*EXCERPTED DATA*
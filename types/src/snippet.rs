//! Snippet definitions.
//!
//! Fields are private and construction goes through [`SnippetDefinition::new`],
//! so every definition in the system satisfies the invariants: a non-empty
//! prefix without whitespace and at least one body line.

use serde::Serialize;
use thiserror::Error;

#[derive(Debug, Clone, PartialEq, Eq, Error)]
pub enum SnippetDefinitionError {
    #[error("snippet name cannot be empty")]
    EmptyName,
    #[error("snippet prefix cannot be empty")]
    EmptyPrefix,
    #[error("snippet prefix '{0}' contains whitespace")]
    PrefixWhitespace(String),
    #[error("snippet body must contain at least one line")]
    EmptyBody,
}

/// Ordered, non-empty sequence of body lines.
#[derive(Debug, Clone, PartialEq, Eq, Serialize)]
#[serde(transparent)]
pub struct SnippetBody(Vec<String>);

impl SnippetBody {
    pub fn new(lines: Vec<String>) -> Result<Self, SnippetDefinitionError> {
        if lines.is_empty() {
            return Err(SnippetDefinitionError::EmptyBody);
        }
        Ok(Self(lines))
    }

    #[must_use]
    pub fn lines(&self) -> &[String] {
        &self.0
    }

    /// Body joined with `\n`, as it is inserted at the cursor.
    #[must_use]
    pub fn text(&self) -> String {
        self.0.join("\n")
    }
}

/// A named snippet: trigger prefix, literal body, optional description.
///
/// Serializes to the on-disk definition shape (`prefix`, `body`,
/// `description`); the name is the key of the enclosing object.
#[derive(Debug, Clone, PartialEq, Eq, Serialize)]
pub struct SnippetDefinition {
    #[serde(skip)]
    name: String,
    prefix: String,
    body: SnippetBody,
    #[serde(skip_serializing_if = "Option::is_none")]
    description: Option<String>,
}

impl SnippetDefinition {
    pub fn new(
        name: impl Into<String>,
        prefix: impl Into<String>,
        body: Vec<String>,
        description: Option<String>,
    ) -> Result<Self, SnippetDefinitionError> {
        let name = name.into();
        if name.is_empty() {
            return Err(SnippetDefinitionError::EmptyName);
        }
        let prefix = prefix.into();
        if prefix.is_empty() {
            return Err(SnippetDefinitionError::EmptyPrefix);
        }
        if prefix.chars().any(char::is_whitespace) {
            return Err(SnippetDefinitionError::PrefixWhitespace(prefix));
        }
        let body = SnippetBody::new(body)?;
        Ok(Self {
            name,
            prefix,
            body,
            description,
        })
    }

    #[must_use]
    pub fn name(&self) -> &str {
        &self.name
    }

    #[must_use]
    pub fn prefix(&self) -> &str {
        &self.prefix
    }

    #[must_use]
    pub fn body(&self) -> &SnippetBody {
        &self.body
    }

    #[must_use]
    pub fn description(&self) -> Option<&str> {
        self.description.as_deref()
    }
}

*ABOUT THIS EXERCISE*
From the material, report only how many lines include the word "String".

*RESULT*
12